(What you need to do)
Each line of the data below holding the word "AtomicUsize" must be copied.

(Supplied material)
//! Snapshot service behaviour against the real engine

use anyhow::anyhow;
use approx::assert_relative_eq;
use async_trait::async_trait;
use bloq_core::{Circuit, Gate, MeasurementAxis, NoiseConfig, Outcome, Snapshot};
use bloq_service::{
    CircuitRepository, CircuitSummary, InMemoryCircuitRepository, MeasurementNoise,
    ServiceConfig, ServiceError, SnapshotService, StandardExporter, StoredCircuit,
};
use bloq_sim::{EngineConfig, EvolutionEngine, SimulationError, SnapshotSimulator};
use std::sync::atomic::{AtomicUsize, Ordering};
use std::sync::Arc;

/// Engine wrapper counting how often it actually runs
struct CountingSimulator {
    engine: EvolutionEngine,
    runs: AtomicUsize,
}

impl CountingSimulator {
    fn new() -> Arc<Self> {
        Arc::new(Self {
            engine: EvolutionEngine::new(EngineConfig::reliable()).unwrap(),
            runs: AtomicUsize::new(0),
        })
    }

    fn runs(&self) -> usize {
        self.runs.load(Ordering::SeqCst)
    }
}

impl SnapshotSimulator for CountingSimulator {
    fn simulate(
        &self,
        circuit: &Circuit,
        noise: Option<&NoiseConfig>,
        focus_qubit: Option<usize>,
    ) -> bloq_sim::Result<Vec<Snapshot>> {
        self.runs.fetch_add(1, Ordering::SeqCst);
        self.engine.simulate(circuit, noise, focus_qubit)
    }
}

/// Repository that always fails
struct BrokenRepository;

#[async_trait]
impl CircuitRepository for BrokenRepository {
    async fn save(
        &self,
        _circuit: &Circuit,
        _snapshots: &[Snapshot],
        _name: Option<&str>,
        _focus_qubit: Option<usize>,
    ) -> anyhow::Result<String> {
        Err(anyhow!("disk full"))
    }

    async fn load(&self, id: &str) -> anyhow::Result<StoredCircuit> {
        Err(anyhow!("cannot read {}", id))
    }

    async fn list(&self) -> anyhow::Result<Vec<CircuitSummary>> {
        Err(anyhow!("offline"))
    }
}

fn service_with(config: ServiceConfig) -> (SnapshotService, Arc<CountingSimulator>) {
    let simulator = CountingSimulator::new();
    let service = SnapshotService::new(
        simulator.clone(),
        Arc::new(InMemoryCircuitRepository::new()),
        config,
    )
    .with_exporter(Arc::new(StandardExporter::new()));
    (service, simulator)
}

fn service() -> (SnapshotService, Arc<CountingSimulator>) {
    service_with(ServiceConfig::default())
}

fn bell() -> Circuit {
    Circuit::from_gates(
        2,
        [Gate::new("H", [0]), Gate::new("CX", [1]).with_controls([0])],
    )
    .unwrap()
}

#[tokio::test]
async fn identical_requests_simulate_once() {
    let (service, simulator) = service();
    assert_eq!(service.cache_stats().hit_rate, 1.0);

    let first = service.generate(&bell(), None, Some(0)).await.unwrap();
    let second = service.generate(&bell(), None, Some(0)).await.unwrap();

    assert_eq!(simulator.runs(), 1);
    assert_eq!(&*first, &*second);

    let stats = service.cache_stats();
    assert_eq!(stats.misses, 1);
    assert!(stats.hits >= 1);
    assert_eq!(stats.entries, 1);
}

#[tokio::test]
async fn focus_change_is_a_miss() {
    let (service, simulator) = service();
    service.generate(&bell(), None, Some(0)).await.unwrap();
    service.generate(&bell(), None, Some(1)).await.unwrap();

    assert_eq!(simulator.runs(), 2);
    assert_eq!(service.cache_stats().misses, 2);
}

#[tokio::test]
async fn metadata_does_not_affect_fingerprint() {
    let (service, simulator) = service();
    let tagged = Circuit::from_gates(
        2,
        [
            Gate::new("H", [0]).with_metadata("color", "red"),
            Gate::new("CX", [1]).with_controls([0]),
        ],
    )
    .unwrap();

    service.generate(&bell(), None, None).await.unwrap();
    service.generate(&tagged, None, None).await.unwrap();
    assert_eq!(simulator.runs(), 1);
}

#[tokio::test]
async fn regenerate_returns_suffix_from_cache() {
    let (service, simulator) = service();
    let all = service.generate(&bell(), None, None).await.unwrap();

    let tail = service
        .regenerate_from(&bell(), 1, None, None)
        .await
        .unwrap();
    assert_eq!(simulator.runs(), 1);
    assert_eq!(tail.len(), 2);
    assert_eq!(tail.start(), 1);
    assert_eq!(tail[0].step, 1);
    assert_eq!(&tail[..], &all[1..]);

    let beyond = service
        .regenerate_from(&bell(), 10, None, None)
        .await
        .unwrap();
    assert!(beyond.is_empty());
    assert_eq!(beyond.all().len(), 3);
}

#[tokio::test]
async fn engine_errors_surface_unchanged() {
    let (service, _) = service();
    let bad = Circuit::from_gates(2, [Gate::new("CX", [0]).with_controls([0])]).unwrap();
    let err = service.generate(&bad, None, None).await.unwrap_err();
    assert!(matches!(err, ServiceError::Simulation(SimulationError::Circuit(_))));
    assert!(err.to_string().contains("CX"));
    assert_eq!(service.cache_stats().entries, 0);
}

#[tokio::test]
async fn save_seeds_cache_and_round_trips() {
    let (service, simulator) = service();
    let engine = EvolutionEngine::new(EngineConfig::default()).unwrap();
    let snapshots = engine.simulate(&bell(), None, Some(1)).unwrap();

    let id = service
        .save(&bell(), &snapshots, Some("bell"), Some(1))
        .await
        .unwrap();

    let cached = service.generate(&bell(), None, Some(1)).await.unwrap();
    assert_eq!(simulator.runs(), 0);
    assert_eq!(service.cache_stats().hits, 1);
    assert_eq!(&*cached, snapshots.as_slice());

    let stored = service.load(&id).await.unwrap();
    assert_eq!(stored.circuit, bell());
    assert_eq!(stored.snapshots, snapshots);
    assert_eq!(stored.name.as_deref(), Some("bell"));
    assert_eq!(stored.focus_qubit, Some(1));

    let listed = service.list().await.unwrap();
    assert_eq!(listed.len(), 1);
    assert_eq!(listed[0].id, id);
}

#[tokio::test]
async fn repository_failures_are_wrapped() {
    let service = SnapshotService::new(
        CountingSimulator::new(),
        Arc::new(BrokenRepository),
        ServiceConfig::default(),
    );
    assert!(matches!(
        service.load("x").await,
        Err(ServiceError::Repository(_))
    ));
    assert!(matches!(service.list().await, Err(ServiceError::Repository(_))));
    let err = service.save(&bell(), &[], None, None).await.unwrap_err();
    assert!(err.to_string().contains("disk full"));
}

#[tokio::test]
async fn failed_save_leaves_cache_untouched() {
    let simulator = CountingSimulator::new();
    let service = SnapshotService::new(
        simulator.clone(),
        Arc::new(BrokenRepository),
        ServiceConfig::default(),
    );
    let snapshots = EvolutionEngine::new(EngineConfig::reliable())
        .unwrap()
        .simulate(&bell(), None, Some(1))
        .unwrap();

    let err = service
        .save(&bell(), &snapshots, Some("bell"), Some(1))
        .await
        .unwrap_err();
    assert!(matches!(err, ServiceError::Repository(_)));
    assert_eq!(service.cache_stats().entries, 0);

    service.generate(&bell(), None, Some(1)).await.unwrap();
    assert_eq!(simulator.runs(), 1);
}

#[tokio::test]
async fn export_requires_exporter() {
    let simulator = CountingSimulator::new();
    let service = SnapshotService::new(
        simulator.clone(),
        Arc::new(InMemoryCircuitRepository::new()),
        ServiceConfig::default(),
    );
    let err = service
        .export(&bell(), None, None, false, None)
        .await
        .unwrap_err();
    assert!(matches!(err, ServiceError::ExportUnavailable));
    assert_eq!(simulator.runs(), 0);
}

#[tokio::test]
async fn export_with_share_saves_circuit() {
    let (service, simulator) = service();
    let bundle = service
        .export(&bell(), None, Some(0), true, Some("shared"))
        .await
        .unwrap();

    assert!(bundle.qasm.contains("cx q[0], q[1];"));
    assert!(bundle.snapshot_json.contains("\"density_matrix\""));
    assert_eq!(bundle.snapshots.len(), 3);

    let id = bundle.share_id.unwrap();
    let stored = service.load(&id).await.unwrap();
    assert_eq!(stored.name.as_deref(), Some("shared"));
    assert_eq!(stored.snapshots.len(), 3);
    assert_eq!(simulator.runs(), 1);

    let plain = service
        .export(&bell(), None, Some(0), false, None)
        .await
        .unwrap();
    assert!(plain.share_id.is_none());
    assert_eq!(service.list().await.unwrap().len(), 1);
}

#[tokio::test]
async fn measure_uses_final_snapshot() {
    let (service, _) = service();
    let circuit = Circuit::from_gates(1, [Gate::new("H", [0])]).unwrap();

    let result = service
        .measure(&circuit, MeasurementAxis::X, Some(50), None, None, Some(9))
        .await
        .unwrap();
    assert_eq!(result.step, 1);
    assert_eq!(result.axis, MeasurementAxis::X);
    assert_eq!(result.counts.plus, 50);
    assert_eq!(result.longest_symbol, Some(Outcome::Plus));
    assert_eq!(result.overlay_vector, [1.0, 0.0, 0.0]);

    let seeded_a = service
        .measure(&circuit, MeasurementAxis::Z, Some(200), None, None, Some(4))
        .await
        .unwrap();
    let seeded_b = service
        .measure(&circuit, MeasurementAxis::Z, Some(200), None, None, Some(4))
        .await
        .unwrap();
    assert_eq!(seeded_a.samples, seeded_b.samples);
    assert_relative_eq!(seeded_a.probabilities.plus, 0.5, epsilon = 1e-9);
}

#[tokio::test]
async fn measure_enforces_shot_limits() {
    let (service, simulator) = service_with(ServiceConfig::new().with_shots(16, 64));
    let circuit = Circuit::new(1).unwrap();

    let err = service
        .measure(&circuit, MeasurementAxis::Z, Some(65), None, None, None)
        .await
        .unwrap_err();
    assert!(matches!(
        err,
        ServiceError::ShotLimitExceeded { requested: 65, max: 64 }
    ));
    assert_eq!(simulator.runs(), 0);

    let result = service
        .measure(&circuit, MeasurementAxis::Z, None, None, None, Some(0))
        .await
        .unwrap();
    assert_eq!(result.shots, 16);
    assert_eq!(result.samples.len(), 16);
}

#[tokio::test]
async fn evolved_measurement_samples_noisy_state() {
    let (service, _) = service();
    let circuit = Circuit::from_gates(1, [Gate::new("X", [0])]).unwrap();
    let noise = NoiseConfig::depolarizing(0.2);

    let result = service
        .measure(&circuit, MeasurementAxis::Z, Some(10), Some(&noise), None, Some(2))
        .await
        .unwrap();
    // exact channel: z = -(1 - p)
    assert_relative_eq!(result.probabilities.plus, 0.1, epsilon = 1e-9);
}

#[tokio::test]
async fn attenuated_measurement_uses_noise_free_state() {
    let config = ServiceConfig::new().with_measurement_noise(MeasurementNoise::Attenuated);
    let (service, simulator) = service_with(config);
    let circuit = Circuit::from_gates(1, [Gate::new("X", [0])]).unwrap();
    let noise = NoiseConfig::depolarizing(0.2);

    let result = service
        .measure(&circuit, MeasurementAxis::Z, Some(10), Some(&noise), None, Some(2))
        .await
        .unwrap();
    // vector approximation: z = -1 * (1 - 2p)
    assert_relative_eq!(result.probabilities.plus, 0.2, epsilon = 1e-9);

    // the noise-free evolution is the one cached
    service.generate(&circuit, None, None).await.unwrap();
    assert_eq!(simulator.runs(), 1);
}

#[tokio::test]
async fn default_noise_applies_when_enabled() {
    let (service, simulator) = service_with(ServiceConfig::new().with_default_noise(0.1));
    let circuit = Circuit::from_gates(1, [Gate::new("X", [0])]).unwrap();

    let implicit = service.generate(&circuit, None, None).await.unwrap();
    assert!(!implicit[1].is_pure_track());
    assert_relative_eq!(implicit[1].bloch.z(), -0.9, epsilon = 1e-9);

    let explicit = NoiseConfig::depolarizing(0.1);
    service
        .generate(&circuit, Some(&explicit), None)
        .await
        .unwrap();
    assert_eq!(simulator.runs(), 1);
}

#[tokio::test]
async fn save_seeds_the_default_noise_fingerprint_when_enabled() {
    let (service, simulator) = service_with(ServiceConfig::new().with_default_noise(0.1));
    let circuit = Circuit::from_gates(1, [Gate::new("H", [0])]).unwrap();
    let noisy = EvolutionEngine::new(EngineConfig::reliable())
        .unwrap()
        .simulate(&circuit, Some(&NoiseConfig::depolarizing(0.1)), None)
        .unwrap();

    service.save(&circuit, &noisy, None, None).await.unwrap();
    let snapshots = service.generate(&circuit, None, None).await.unwrap();

    assert_eq!(simulator.runs(), 0);
    assert_eq!(&*snapshots, noisy.as_slice());
}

(Result below)
use std::sync::atomic::{AtomicUsize, Ordering};
    runs: AtomicUsize,
            runs: AtomicUsize::new(0),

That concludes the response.